MFJ-1278B MULTI-MODE BASIC OPERATION
To prevent Uncontrolled Disconnects, we are unable to listen to all kinds of third party Pactor
transmissions for (WAIT x Cycle_Time) seconds after receiving the other side's last
disconnect. This includes all unproto and connected packets, along with connect requests. The
actual cycle time is 1.25 or 1.4 seconds.
CONNECT
[Connect] message: The MFJ-1278B monitors connect attempts received from other
station's with a message containing the called station's callsign when idle. To successfully
monitor a connect attempt to someone else, the called callsign must be at least 4 characters
in length, and the signal be of sufficient quality that the 200 baud area be error-free when
received. Unfortunately, the callsign in the connect-attempt packet (unlike all other
monitored data) is subject to corruption; the Pactor protocol did not provide for error- free
connect packets. Therefore, you may at times see a garbled callsign in a [Connect] message,
but it should be rare. Remember, this "garbling" affects only monitored connect-attempt
packets. It does NOT affect ARQ or FEC data packets because they are error-protected by a
sophisticated CRC checking scheme.
SPEEDup/SPEEDdown
Speedup and speeddown: When the MFJ-1278B is the receiving station or IRS, and after
four consecutive failures to receive a 200 baud packet the TNC requests a SPEEDDOWN to
100 baud. A SPEEDUP occurs when the MFJ-1278B receives 10 error free 100 baud
packets. If NO200 is set to ON all SPEEDUP requests are inhibited
Bad band conditions: During poor band conditions links will be quicker by avoiding use of
the 200 baud mode. Setting NO200 to ON instructs the MFJ-1278B to avoid 200 baud
operation in a compatible way.
AUTOMATIC ON-LINE COMPRESSION
Huffman coding: Huffman coding offers somewhere between 2:1 and 4:1 compression on
lower case German and English plain text. In receiving modes, conversion to 8 bit data is
automatic.
On transmit, the MFJ-1278B packetizes outgoing data and transparently selects the mode.

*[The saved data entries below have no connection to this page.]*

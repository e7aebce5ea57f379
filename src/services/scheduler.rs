// src/services/scheduler.rs

//! Daily reminder scheduler.
//!
//! A background task wakes on a fixed interval, looks up subjects whose
//! reminder time matches the current UTC minute and who have not completed an
//! attempt today, and notifies them concurrently.

use std::{sync::Arc, time::Duration};

use chrono::{DateTime, Utc};
use tokio::{task::JoinSet, time::MissedTickBehavior};

use crate::{
    models::user::ReminderRecipient,
    repository::reminders::ReminderSource,
    services::notifier::Notifier,
};

/// Outcome of one reminder pass.
#[derive(Debug, Clone, Copy, Default, PartialEq, Eq)]
pub struct ReminderSummary {
    /// Subjects whose reminder time matched.
    pub due: usize,
    pub sent: usize,
    pub skipped: usize,
    pub failed: usize,
}

pub struct ReminderScheduler<R, N> {
    source: Arc<R>,
    notifier: Arc<N>,
    interval: Duration,
}

impl<R, N> ReminderScheduler<R, N>
where
    R: ReminderSource + 'static,
    N: Notifier + 'static,
{
    pub fn new(source: Arc<R>, notifier: Arc<N>, interval: Duration) -> Self {
        Self {
            source,
            notifier,
            interval,
        }
    }

    /// Runs the check on every tick until the returned handle is aborted.
    pub fn start(self) -> tokio::task::JoinHandle<()> {
        tracing::info!(interval_secs = self.interval.as_secs(), "Starting reminder scheduler");
        tokio::spawn(async move {
            let mut ticker = tokio::time::interval(self.interval);
            ticker.set_missed_tick_behavior(MissedTickBehavior::Skip);
            // The first tick completes immediately.
            ticker.tick().await;
            loop {
                ticker.tick().await;
                self.run_reminder_check(Utc::now()).await;
            }
        })
    }

    pub async fn run_reminder_check(&self, now: DateTime<Utc>) -> ReminderSummary {
        let reminder_time = now.format("%H:%M").to_string();
        tracing::debug!(utc_time = %reminder_time, "Running reminder check");

        let recipients = match self.source.due_recipients(&reminder_time).await {
            Ok(recipients) => recipients,
            Err(e) => {
                tracing::error!("Failed to load reminder recipients: {}", e);
                return ReminderSummary::default();
            }
        };

        let mut summary = ReminderSummary {
            due: recipients.len(),
            ..Default::default()
        };

        let today = now.date_naive();
        let mut tasks = JoinSet::new();
        for recipient in recipients {
            let source = Arc::clone(&self.source);
            let notifier = Arc::clone(&self.notifier);
            tasks.spawn(async move {
                remind(source.as_ref(), notifier.as_ref(), recipient, today).await
            });
        }

        while let Some(joined) = tasks.join_next().await {
            match joined {
                Ok(Delivery::Sent) => summary.sent += 1,
                Ok(Delivery::Skipped) => summary.skipped += 1,
                Ok(Delivery::Failed) => summary.failed += 1,
                Err(e) => {
                    tracing::error!("Reminder task panicked: {}", e);
                    summary.failed += 1;
                }
            }
        }

        if summary.due > 0 {
            tracing::info!(
                due = summary.due,
                sent = summary.sent,
                skipped = summary.skipped,
                failed = summary.failed,
                "Reminder check finished"
            );
        }
        summary
    }
}

enum Delivery {
    Sent,
    Skipped,
    Failed,
}

async fn remind<R, N>(
    source: &R,
    notifier: &N,
    recipient: ReminderRecipient,
    today: chrono::NaiveDate,
) -> Delivery
where
    R: ReminderSource + ?Sized,
    N: Notifier + ?Sized,
{
    match source.completed_on(recipient.id, today).await {
        Ok(true) => return Delivery::Skipped,
        Ok(false) => {}
        Err(e) => {
            tracing::error!(user_id = recipient.id, "Failed to check assessment completion: {}", e);
            return Delivery::Failed;
        }
    }

    match notifier.send_reminder(&recipient).await {
        Ok(()) => Delivery::Sent,
        Err(e) => {
            tracing::warn!(user_id = recipient.id, "{}", e);
            Delivery::Failed
        }
    }
}
// src/models/mod.rs

pub mod assessment;
pub mod cognitive;
pub mod interaction;
pub mod question;
pub mod user;
// src/metrics/keyboard.rs

//! Keystroke dynamics: speed, rhythm, hold times, corrections and pauses.

use std::collections::HashMap;

use crate::{
    metrics::{
        AVERAGE_INTER_KEY_INTERVAL, AVERAGE_KEY_HOLD_TIME, CORRECTION_RATE,
        DEEP_THINKING_PAUSE_RATE, IMMEDIATE_CORRECTION_TENDENCY, KEY_PRESS_VARIABILITY,
        KEYBOARD_FLUENCY, MetricResult, MetricSet, PAUSE_RATE, TYPING_RHYTHM_VARIABILITY,
        TYPING_SPEED, stats,
    },
    models::interaction::{InteractionData, KeyEventType, KeyboardEvent},
};

const MIN_EVENTS: usize = 3;
const MIN_KEYDOWNS: usize = 5;
const MIN_INTERVALS: usize = 3;
const MIN_PAUSE_INTERVALS: usize = 5;
const MIN_HOLD_TIMES: usize = 5;
const MIN_CONTENT_KEYS: usize = 3;

const HOLD_TIME_RANGE_MS: (f64, f64) = (20.0, 1000.0);
const PAUSE_FLOOR_MS: f64 = 1000.0;
const DEEP_PAUSE_MS: f64 = 5000.0;
/// Corrections this many key-downs apart or closer count as immediate.
const IMMEDIATE_CORRECTION_WINDOW: usize = 3;

/// All keyboard metrics for one bucket. Metrics whose thresholds are not met
/// are returned uncalculated.
pub fn keyboard_metrics(data: &InteractionData) -> MetricSet {
    let mut metrics = MetricSet::new();
    for key in [
        TYPING_SPEED,
        AVERAGE_INTER_KEY_INTERVAL,
        TYPING_RHYTHM_VARIABILITY,
        AVERAGE_KEY_HOLD_TIME,
        KEY_PRESS_VARIABILITY,
        CORRECTION_RATE,
        IMMEDIATE_CORRECTION_TENDENCY,
        PAUSE_RATE,
        DEEP_THINKING_PAUSE_RATE,
        KEYBOARD_FLUENCY,
    ] {
        metrics.insert(key, MetricResult::insufficient(0));
    }

    if data.keyboard_events.len() < MIN_EVENTS {
        return metrics;
    }

    let mut events: Vec<&KeyboardEvent> = data.keyboard_events.iter().collect();
    events.sort_by(|a, b| a.timestamp.total_cmp(&b.timestamp));

    let keydowns: Vec<&KeyboardEvent> = events
        .iter()
        .copied()
        .filter(|e| e.event_type == KeyEventType::Keydown)
        .collect();

    if let Some(speed) = typing_speed(&keydowns) {
        metrics.insert(TYPING_SPEED, speed);
    }

    let intervals: Vec<f64> = keydowns
        .windows(2)
        .map(|pair| pair[1].timestamp - pair[0].timestamp)
        .collect();

    if let Some((avg, variability)) = rhythm(&intervals) {
        metrics.insert(AVERAGE_INTER_KEY_INTERVAL, avg);
        if let Some(variability) = variability {
            metrics.insert(TYPING_RHYTHM_VARIABILITY, variability);
        }
    }

    if let Some((pauses, deep)) = pauses(&intervals) {
        metrics.insert(PAUSE_RATE, pauses);
        metrics.insert(DEEP_THINKING_PAUSE_RATE, deep);
    }

    if let Some((avg, variability)) = hold_times(&events) {
        metrics.insert(AVERAGE_KEY_HOLD_TIME, avg);
        metrics.insert(KEY_PRESS_VARIABILITY, variability);
    }

    let (correction_rate, immediate) = corrections(&keydowns);
    if let Some(rate) = correction_rate {
        metrics.insert(CORRECTION_RATE, rate);
    }
    if let Some(tendency) = immediate {
        metrics.insert(IMMEDIATE_CORRECTION_TENDENCY, tendency);
    }

    if let Some(fluency) = fluency(&metrics) {
        metrics.insert(KEYBOARD_FLUENCY, fluency);
    }

    metrics
}

/// Content keys per second between the first and last key-down.
fn typing_speed(keydowns: &[&KeyboardEvent]) -> Option<MetricResult> {
    if keydowns.len() < MIN_KEYDOWNS {
        return None;
    }
    let content_keys = keydowns.iter().filter(|e| e.is_content_key()).count();
    let elapsed_secs = (keydowns[keydowns.len() - 1].timestamp - keydowns[0].timestamp) / 1000.0;
    if elapsed_secs <= 0.0 || content_keys == 0 {
        return None;
    }
    Some(MetricResult::calculated(
        content_keys as f64 / elapsed_secs,
        content_keys,
    ))
}

/// Mean inter-key interval and its coefficient of variation, with intervals
/// beyond 1.5× the 95th percentile excluded. The variation is undefined for a
/// zero mean; the mean is still reported.
fn rhythm(intervals: &[f64]) -> Option<(MetricResult, Option<MetricResult>)> {
    if intervals.len() < MIN_INTERVALS {
        return None;
    }
    let ceiling = stats::percentile(intervals, 0.95)? * 1.5;
    let filtered: Vec<f64> = intervals.iter().copied().filter(|i| *i <= ceiling).collect();
    if filtered.len() < MIN_INTERVALS {
        return None;
    }

    let avg = stats::mean(&filtered)?;
    let cv = stats::coefficient_of_variation(&filtered)
        .map(|cv| MetricResult::calculated(cv, filtered.len()));
    Some((MetricResult::calculated(avg, filtered.len()), cv))
}

fn pauses(intervals: &[f64]) -> Option<(MetricResult, MetricResult)> {
    if intervals.len() < MIN_PAUSE_INTERVALS {
        return None;
    }
    let avg = stats::mean(intervals)?;
    let threshold = (avg * 3.0).max(PAUSE_FLOOR_MS);

    let pauses: Vec<f64> = intervals.iter().copied().filter(|i| *i > threshold).collect();
    let deep = pauses.iter().filter(|i| **i > DEEP_PAUSE_MS).count();

    let n = intervals.len();
    Some((
        MetricResult::calculated(pauses.len() as f64 / n as f64, n),
        MetricResult::calculated(deep as f64 / n as f64, n),
    ))
}

/// Key hold durations matched key-down to key-up per key.
fn hold_times(events: &[&KeyboardEvent]) -> Option<(MetricResult, MetricResult)> {
    let mut pressed: HashMap<&str, f64> = HashMap::new();
    let mut holds = Vec::new();

    for event in events {
        match event.event_type {
            KeyEventType::Keydown => {
                pressed.insert(event.key.as_str(), event.timestamp);
            }
            KeyEventType::Keyup => {
                if let Some(down) = pressed.remove(event.key.as_str()) {
                    let hold = event.timestamp - down;
                    if (HOLD_TIME_RANGE_MS.0..=HOLD_TIME_RANGE_MS.1).contains(&hold) {
                        holds.push(hold);
                    }
                }
            }
            KeyEventType::Other => {}
        }
    }

    if holds.len() < MIN_HOLD_TIMES {
        return None;
    }
    let filtered = stats::iqr_filter(&holds);
    if filtered.len() < MIN_HOLD_TIMES {
        return None;
    }

    let avg = stats::mean(&filtered)?;
    let cv = stats::coefficient_of_variation(&filtered)?;
    Some((
        MetricResult::calculated(avg, filtered.len()),
        MetricResult::calculated(cv, filtered.len()),
    ))
}

/// Correction rate per content key, and the share of corrections that
/// closely follow another correction.
fn corrections(keydowns: &[&KeyboardEvent]) -> (Option<MetricResult>, Option<MetricResult>) {
    if keydowns.len() < MIN_KEYDOWNS {
        return (None, None);
    }

    let mut correction_count = 0usize;
    let mut immediate = 0usize;
    let mut last_correction: Option<usize> = None;
    let mut char_count = 0usize;

    for (i, event) in keydowns.iter().enumerate() {
        if event.is_correction() {
            correction_count += 1;
            if let Some(last) = last_correction {
                if i - last <= IMMEDIATE_CORRECTION_WINDOW {
                    immediate += 1;
                }
            }
            last_correction = Some(i);
        } else if event.is_content_key() {
            char_count += 1;
        }
    }

    if char_count < MIN_CONTENT_KEYS {
        return (None, None);
    }

    let rate = MetricResult::calculated(correction_count as f64 / char_count as f64, char_count);
    let tendency = (correction_count > 0).then(|| {
        MetricResult::calculated(immediate as f64 / correction_count as f64, correction_count)
    });
    (Some(rate), tendency)
}

/// Composite 0-100 score blending speed, rhythm consistency and correction quality.
fn fluency(metrics: &MetricSet) -> Option<MetricResult> {
    let speed = metrics.get(TYPING_SPEED)?;
    let speed_value = speed.get()?;
    metrics.get(AVERAGE_INTER_KEY_INTERVAL)?.get()?;
    let rhythm = metrics.get(TYPING_RHYTHM_VARIABILITY)?.get()?;

    let correction_quality = metrics
        .get(CORRECTION_RATE)
        .and_then(MetricResult::get)
        .map_or(1.0, |rate| 1.0 / (1.0 + rate));

    let score = 100.0
        * ((speed_value / 5.0).min(1.0) * 0.4
            + (1.0 / (1.0 + rhythm)) * 0.4
            + correction_quality * 0.2);

    Some(MetricResult::calculated(score.min(100.0), speed.sample_size))
}

#[cfg(test)]
mod tests {
    use super::*;

    fn key(event_type: KeyEventType, key: &str, t: f64) -> KeyboardEvent {
        KeyboardEvent {
            event_type,
            key: key.to_string(),
            is_modifier: false,
            timestamp: t,
            question_id: String::new(),
        }
    }

    /// Types `text` with a key-down every `gap` ms and a `hold` ms key-up.
    fn typed(text: &[&str], gap: f64, hold: f64) -> InteractionData {
        let mut events = Vec::new();
        for (i, k) in text.iter().enumerate() {
            let t = i as f64 * gap;
            events.push(key(KeyEventType::Keydown, k, t));
            events.push(key(KeyEventType::Keyup, k, t + hold));
        }
        InteractionData {
            keyboard_events: events,
            ..Default::default()
        }
    }

    #[test]
    fn test_too_few_events_calculates_nothing() {
        let data = typed(&["a"], 100.0, 50.0);
        let metrics = keyboard_metrics(&data);
        assert_eq!(metrics.len(), 10);
        assert!(metrics.values().all(|m| !m.calculated));
    }

    #[test]
    fn test_steady_typing() {
        let data = typed(&["h", "e", "l", "l", "o", " ", "w", "o", "r", "l", "d"], 200.0, 80.0);
        let metrics = keyboard_metrics(&data);

        // 11 content keys over 2 seconds.
        let speed = metrics[TYPING_SPEED];
        assert!(speed.calculated);
        assert!((speed.value - 5.5).abs() < 1e-9);

        assert!((metrics[AVERAGE_INTER_KEY_INTERVAL].value - 200.0).abs() < 1e-9);
        assert!(metrics[TYPING_RHYTHM_VARIABILITY].value.abs() < 1e-9);
        assert!((metrics[AVERAGE_KEY_HOLD_TIME].value - 80.0).abs() < 1e-9);
        assert_eq!(metrics[CORRECTION_RATE].value, 0.0);
        assert!(!metrics[IMMEDIATE_CORRECTION_TENDENCY].calculated);
        assert_eq!(metrics[PAUSE_RATE].value, 0.0);

        // Speed contribution capped at 1, perfect rhythm and no corrections.
        let fluency = metrics[KEYBOARD_FLUENCY];
        assert!(fluency.calculated);
        assert!((fluency.value - 100.0).abs() < 1e-9);
    }

    #[test]
    fn test_corrections_and_immediate_tendency() {
        let data = typed(
            &["a", "b", "Backspace", "c", "Backspace", "d", "e", "f", "g", "h", "Backspace"],
            150.0,
            60.0,
        );
        let metrics = keyboard_metrics(&data);

        // 3 corrections over 8 content keys.
        assert!((metrics[CORRECTION_RATE].value - 3.0 / 8.0).abs() < 1e-9);
        // Second backspace is 2 positions after the first; the third is 6 after.
        assert!((metrics[IMMEDIATE_CORRECTION_TENDENCY].value - 1.0 / 3.0).abs() < 1e-9);
    }

    #[test]
    fn test_pause_rates() {
        let mut events = Vec::new();
        let times = [0.0, 100.0, 200.0, 300.0, 400.0, 6400.0, 6500.0, 6600.0];
        for t in times {
            events.push(key(KeyEventType::Keydown, "x", t));
        }
        let data = InteractionData {
            keyboard_events: events,
            ..Default::default()
        };
        let metrics = keyboard_metrics(&data);

        // 7 intervals, one of 6000 ms: above max(3 * mean, 1000) and above 5000.
        assert!((metrics[PAUSE_RATE].value - 1.0 / 7.0).abs() < 1e-9);
        assert!((metrics[DEEP_THINKING_PAUSE_RATE].value - 1.0 / 7.0).abs() < 1e-9);
    }

    #[test]
    fn test_hold_times_outside_range_are_dropped() {
        let mut events = Vec::new();
        for i in 0..6 {
            let t = i as f64 * 300.0;
            events.push(key(KeyEventType::Keydown, "k", t));
            // 10 ms is below the plausible hold range.
            events.push(key(KeyEventType::Keyup, "k", t + 10.0));
        }
        let data = InteractionData {
            keyboard_events: events,
            ..Default::default()
        };
        let metrics = keyboard_metrics(&data);
        assert!(!metrics[AVERAGE_KEY_HOLD_TIME].calculated);
        assert!(!metrics[KEY_PRESS_VARIABILITY].calculated);
    }

    #[test]
    fn test_simultaneous_keydowns_keep_the_average_interval() {
        let events = ["a", "b", "c", "d", "e", "f"]
            .iter()
            .map(|k| key(KeyEventType::Keydown, k, 1000.0))
            .collect();
        let data = InteractionData {
            keyboard_events: events,
            ..Default::default()
        };
        let metrics = keyboard_metrics(&data);

        let avg = metrics[AVERAGE_INTER_KEY_INTERVAL];
        assert!(avg.calculated);
        assert_eq!(avg.value, 0.0);
        assert_eq!(avg.sample_size, 5);
        assert!(!metrics[TYPING_RHYTHM_VARIABILITY].calculated);
        assert!(!metrics[KEYBOARD_FLUENCY].calculated);
    }

    #[test]
    fn test_fluency_requires_rhythm() {
        // Only keyups: no keydowns, so no speed and no fluency.
        let events = (0..5)
            .map(|i| key(KeyEventType::Keyup, "a", i as f64 * 100.0))
            .collect();
        let data = InteractionData {
            keyboard_events: events,
            ..Default::default()
        };
        assert!(!keyboard_metrics(&data)[KEYBOARD_FLUENCY].calculated);
    }
}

Huffman coding will be used if a) all data are 7 bit ASCII characters, and b) Huffman
coding is at least as efficient as straight 8-bit coding.
FLOW CONTROL
Flow control: Hardware flow control is always on. Software flow control defaults to on
using the XON and XOFF parameters. Unlike TNC operations, the same characters are used
for receive flow control as for transmit flow control. Type-in flow control is only effective
while entering commands at the "p_cmd:" prompt.